Baglioni ofereceu uma imagem poética sobre a figura do arquiteto: imaginava-o como um arqueiro mítico, lançando dardos de visão “o mais longe possível” para permitir que os espectadores enxergassem novas paisagens. A metáfora — ao mesmo tempo teatral e reflexiva — transforma o profissional da forma em um guia, um herói que amplia o campo de visão coletivo. É essa ideia de ponte entre intimidade e panorama que ele transporta para os concertos, onde a mise-en-scène atua como reframe da realidade.

O vínculo com Firenze ganhou contornos de memória pessoal e de percurso artístico. Baglioni lembrou de 1990, quando trouxe o palco para o centro das estruturas no Mandela Forum — um gesto que aperfeiçoaria mais tarde em projetos como o da Arena di Verona. Foi também em Verona que, simbolicamente, o cantor chegou a inscrever-se no Ordine degli Architetti, como reconhecimento de uma prática híbrida entre som e espaço.

Ao listar locais onde escreveu episódios de sua carreira — do Stadio Franchi aos teatros Verdi e della Pergola — o artista confessou que ainda faltava às Cascine: “Agora finalmente vou ver estas Cascine”, disse com emoção, lembrando também de um refrão que seu pai cantava, tecido na memória afetiva da cidade.

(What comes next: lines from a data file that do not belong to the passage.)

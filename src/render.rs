//! Rendering: draws the scene and the cursor overlay to 2D contexts.
//!
//! This module is the only place that touches [`web_sys::CanvasRenderingContext2d`].
//! It receives read-only views of document and UI state and produces pixels.
//! It does not mutate any application state.
//!
//! Two canvases are stacked. The scene canvas holds committed strokes and
//! media in draw order. The overlay canvas holds transient feedback: the
//! stroke being drawn and the brush-preview ring. Keeping the in-progress
//! stroke off the scene canvas means an erase gesture only cuts pixels once
//! it is committed and media have been raised above it.
//!
//! All fallible `Canvas2D` calls propagate errors via `Result<(), JsValue>`.

use std::collections::HashMap;
use std::f64::consts::TAU;

use wasm_bindgen::{JsCast, JsValue};
use web_sys::{CanvasRenderingContext2d, HtmlCanvasElement};

use crate::consts::{BRUSH_PREVIEW_DOT_RADIUS, BRUSH_PREVIEW_FILL_ALPHA, HANDLE_RADIUS_PX};
use crate::doc::{CompositeOp, DocStore, ObjectId, ObjectKind, SceneObject, StrokeStyle};
use crate::error::CanvasError;
use crate::geom::{Point, Viewport};
use crate::hit::Corner;
use crate::input::{Tool, UiState};

/// Outline color for the selection box and its handles.
const SELECTION_COLOR: &str = "#1E88E5";

/// Ring color for the eraser preview; the eraser has no paint color.
const ERASER_PREVIEW_COLOR: &str = "#555555";

/// Color of an erase gesture before it is committed.
const ERASE_TRAIL_COLOR: &str = "rgba(85, 85, 85, 0.35)";

/// Acquire the 2D context of a canvas element.
///
/// # Errors
///
/// Returns `Err` if the element has no 2D context.
pub fn context_2d(canvas: &HtmlCanvasElement) -> Result<CanvasRenderingContext2d, JsValue> {
    canvas
        .get_context("2d")?
        .ok_or(CanvasError::ContextUnavailable("2d context"))?
        .dyn_into::<CanvasRenderingContext2d>()
        .map_err(|_| CanvasError::ContextUnavailable("2d context").into())
}

/// Draw the full scene: objects in draw order, then the selection box.
///
/// # Errors
///
/// Returns `Err` if any `Canvas2D` call fails.
pub fn draw(
    ctx: &CanvasRenderingContext2d,
    doc: &DocStore,
    surfaces: &HashMap<ObjectId, HtmlCanvasElement>,
    ui: &UiState,
    viewport: Viewport,
) -> Result<(), JsValue> {
    ctx.set_transform(1.0, 0.0, 0.0, 1.0, 0.0, 0.0)?;
    ctx.clear_rect(0.0, 0.0, viewport.width, viewport.height);

    for obj in doc.objects() {
        match obj.kind {
            ObjectKind::Stroke => {
                if let Some(path) = &obj.stroke {
                    draw_path(ctx, &path.points, &path.style.color, path.style.width, path.composite, obj.opacity)?;
                }
            }
            ObjectKind::Image | ObjectKind::Video => draw_bitmap(ctx, obj, surfaces.get(&obj.id))?,
        }
    }

    if let Some(sel) = ui.selected_id.and_then(|id| doc.get(&id)) {
        draw_selection(ctx, sel)?;
    }
    Ok(())
}

/// Draw transient feedback: the gesture in progress and the brush preview.
///
/// # Errors
///
/// Returns `Err` if any `Canvas2D` call fails.
pub fn draw_overlay(
    ctx: &CanvasRenderingContext2d,
    ui: &UiState,
    active_stroke: Option<&[Point]>,
    viewport: Viewport,
) -> Result<(), JsValue> {
    ctx.set_transform(1.0, 0.0, 0.0, 1.0, 0.0, 0.0)?;
    ctx.clear_rect(0.0, 0.0, viewport.width, viewport.height);

    if !ui.tool.is_drawing() {
        return Ok(());
    }
    if let Some(points) = active_stroke {
        let color = if ui.tool == Tool::Erase { ERASE_TRAIL_COLOR } else { ui.stroke_style.color.as_str() };
        draw_path(ctx, points, color, ui.stroke_style.width, CompositeOp::SourceOver, 1.0)?;
    }
    if let Some(at) = ui.pointer {
        draw_brush_preview(ctx, at, &ui.stroke_style, ui.tool == Tool::Erase)?;
    }
    Ok(())
}

// =============================================================
// Strokes
// =============================================================

fn draw_path(
    ctx: &CanvasRenderingContext2d,
    points: &[Point],
    color: &str,
    width: f64,
    composite: CompositeOp,
    opacity: f64,
) -> Result<(), JsValue> {
    let Some(first) = points.first() else {
        return Ok(());
    };
    ctx.save();
    ctx.set_global_composite_operation(composite.as_css())?;
    ctx.set_global_alpha(opacity);
    ctx.begin_path();
    if points.len() == 1 {
        // A tap leaves a round dot the size of the brush.
        ctx.set_fill_style_str(color);
        ctx.arc(first.x, first.y, width / 2.0, 0.0, TAU)?;
        ctx.fill();
    } else {
        ctx.set_stroke_style_str(color);
        ctx.set_line_width(width);
        ctx.set_line_cap("round");
        ctx.set_line_join("round");
        ctx.move_to(first.x, first.y);
        for p in &points[1..] {
            ctx.line_to(p.x, p.y);
        }
        ctx.stroke();
    }
    ctx.restore();
    Ok(())
}

// =============================================================
// Media
// =============================================================

fn draw_bitmap(
    ctx: &CanvasRenderingContext2d,
    obj: &SceneObject,
    surface: Option<&HtmlCanvasElement>,
) -> Result<(), JsValue> {
    let Some(surface) = surface else {
        log::debug!("no bitmap attached to {:?} {}", obj.kind, obj.id);
        return Ok(());
    };
    ctx.save();
    ctx.set_global_alpha(obj.opacity);
    ctx.draw_image_with_html_canvas_element_and_dw_and_dh(surface, obj.x, obj.y, obj.width, obj.height)?;
    ctx.restore();
    Ok(())
}

fn draw_selection(ctx: &CanvasRenderingContext2d, obj: &SceneObject) -> Result<(), JsValue> {
    let bounds = obj.bounds();
    ctx.save();
    ctx.set_stroke_style_str(SELECTION_COLOR);
    ctx.set_line_width(1.0);
    ctx.stroke_rect(bounds.x, bounds.y, bounds.width, bounds.height);

    if obj.controls.corners {
        let size = HANDLE_RADIUS_PX;
        ctx.set_fill_style_str("#FFFFFF");
        for corner in Corner::ALL {
            let c = corner.of(&bounds);
            ctx.fill_rect(c.x - size / 2.0, c.y - size / 2.0, size, size);
            ctx.stroke_rect(c.x - size / 2.0, c.y - size / 2.0, size, size);
        }
    }
    ctx.restore();
    Ok(())
}

// =============================================================
// Brush preview
// =============================================================

/// Outer ring, translucent fill, and center dot. The eraser adds a cross.
fn draw_brush_preview(
    ctx: &CanvasRenderingContext2d,
    at: Point,
    style: &StrokeStyle,
    eraser: bool,
) -> Result<(), JsValue> {
    let radius = (style.width / 2.0).max(1.0);
    let color = if eraser { ERASER_PREVIEW_COLOR } else { style.color.as_str() };

    ctx.save();
    ctx.begin_path();
    ctx.arc(at.x, at.y, radius, 0.0, TAU)?;
    ctx.set_global_alpha(BRUSH_PREVIEW_FILL_ALPHA);
    ctx.set_fill_style_str(color);
    ctx.fill();
    ctx.set_global_alpha(1.0);
    ctx.set_stroke_style_str(color);
    ctx.set_line_width(1.0);
    ctx.stroke();

    ctx.begin_path();
    ctx.arc(at.x, at.y, BRUSH_PREVIEW_DOT_RADIUS, 0.0, TAU)?;
    ctx.fill();

    if eraser {
        let arm = radius * 0.5;
        ctx.begin_path();
        ctx.move_to(at.x - arm, at.y);
        ctx.line_to(at.x + arm, at.y);
        ctx.move_to(at.x, at.y - arm);
        ctx.line_to(at.x, at.y + arm);
        ctx.stroke();
    }
    ctx.restore();
    Ok(())
}
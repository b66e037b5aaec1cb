//! Hit-testing against media objects and their corner handles.
//!
//! Strokes are never hit: they are non-evented by construction, and the
//! test only considers objects whose `evented` flag is set.

#[cfg(test)]
#[path = "hit_test.rs"]
mod hit_test;

use crate::consts::HANDLE_RADIUS_PX;
use crate::doc::{DocStore, ObjectId};
use crate::geom::{Point, Rect};

/// Which part of an object was hit.
#[derive(Debug, Clone, Copy, PartialEq, Eq)]
pub enum HitPart {
    Body,
    Corner(Corner),
}

/// Corner handle positions. Edge and rotate handles do not exist.
#[derive(Debug, Clone, Copy, PartialEq, Eq)]
pub enum Corner {
    Nw,
    Ne,
    Se,
    Sw,
}

impl Corner {
    pub const ALL: [Corner; 4] = [Corner::Nw, Corner::Ne, Corner::Se, Corner::Sw];

    /// Location of this corner on `rect`.
    #[must_use]
    pub fn of(self, rect: &Rect) -> Point {
        let [nw, ne, se, sw] = rect.corners();
        match self {
            Self::Nw => nw,
            Self::Ne => ne,
            Self::Se => se,
            Self::Sw => sw,
        }
    }

    #[must_use]
    pub fn opposite(self) -> Corner {
        match self {
            Self::Nw => Self::Se,
            Self::Ne => Self::Sw,
            Self::Se => Self::Nw,
            Self::Sw => Self::Ne,
        }
    }
}

/// Result of a hit test.
#[derive(Debug, Clone, Copy, PartialEq, Eq)]
pub struct Hit {
    pub object_id: ObjectId,
    pub part: HitPart,
}

/// Find what lies under `pt`.
///
/// The selected object's corner handles are checked first so a handle that
/// overlaps another object still wins. Bodies are checked top-most first.
#[must_use]
pub fn hit_test(pt: Point, doc: &DocStore, selected_id: Option<ObjectId>) -> Option<Hit> {
    if let Some(sel) = selected_id.and_then(|id| doc.get(&id)) {
        if sel.evented && sel.controls.corners {
            let bounds = sel.bounds();
            for corner in Corner::ALL {
                if corner.of(&bounds).distance(pt) <= HANDLE_RADIUS_PX {
                    return Some(Hit { object_id: sel.id, part: HitPart::Corner(corner) });
                }
            }
        }
    }

    doc.objects()
        .iter()
        .rev()
        .filter(|o| o.evented && o.kind.is_media())
        .find(|o| o.bounds().contains(pt))
        .map(|o| Hit { object_id: o.id, part: HitPart::Body })
}
//! Shared numeric constants for the canvas crate.

// ── Media ingest ────────────────────────────────────────────────

/// Largest allowed image dimension in pixels; bigger uploads are downsampled.
pub const MAX_IMAGE_DIMENSION: u32 = 4096;

/// Fraction of the viewport a freshly placed video may occupy on each axis.
pub const VIDEO_FIT_RATIO: f64 = 0.8;

/// Duration of the opacity fade applied to newly placed media.
pub const FADE_IN_MS: f64 = 300.0;

// ── Frame refresh ───────────────────────────────────────────────

/// Target refresh rate for video-backed bitmaps.
pub const VIDEO_REFRESH_HZ: f64 = 60.0;

/// Minimum time between two bitmap swaps, in milliseconds.
pub const VIDEO_FRAME_INTERVAL_MS: f64 = 1000.0 / VIDEO_REFRESH_HZ;

// ── Redraw ──────────────────────────────────────────────────────

/// Batching window for debounced redraws.
pub const REDRAW_DEBOUNCE_MS: u32 = 5;

// ── Brush ───────────────────────────────────────────────────────

/// Smallest brush size the toolbar slider produces.
pub const MIN_BRUSH_SIZE: u32 = 1;

/// Largest brush size the toolbar slider produces.
pub const MAX_BRUSH_SIZE: u32 = 50;

/// Brush size on startup.
pub const DEFAULT_BRUSH_SIZE: u32 = 5;

/// Brush color on startup.
pub const DEFAULT_BRUSH_COLOR: &str = "#000000";

/// Fill alpha of the brush-preview ring.
pub const BRUSH_PREVIEW_FILL_ALPHA: f64 = 0.15;

/// Radius of the dot at the center of the brush preview, in pixels.
pub const BRUSH_PREVIEW_DOT_RADIUS: f64 = 1.5;

// ── Hit-testing ─────────────────────────────────────────────────

/// Screen-space hit slop in pixels for corner handles.
pub const HANDLE_RADIUS_PX: f64 = 8.0;

/// Smallest width or height a media object can be scaled down to.
pub const MIN_OBJECT_SIZE: f64 = 16.0;

// ── Gestures ────────────────────────────────────────────────────

/// Hold time that turns a touch press into a context-menu request.
pub const LONG_PRESS_MS: u32 = 500;

/// Movement (screen pixels) that cancels a pending long press.
pub const LONG_PRESS_SLOP_PX: f64 = 6.0;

O GrandTour, definido por Baglioni como um “viaggio” contemporâneo, inclui cinquenta concertos em quarenta cenários de beleza e história, reafirmando a visão do espetáculo como paisagem. Em termos simbólicos, a trajetória de Baglioni se lê como um roteiro oculto da sociedade: onde a arquitetura disciplina a percepção, a música reconta a memória coletiva.

Entre recordações e pequenas confissões, a presença do artista em Firenze foi mais do que um prefácio de show: foi uma reflexão pública sobre como projetamos emoções e como os lugares nos devolvem sentido — como numa cena perfeita de cinema, na qual cada enquadramento insiste em revelar algo sobre nós.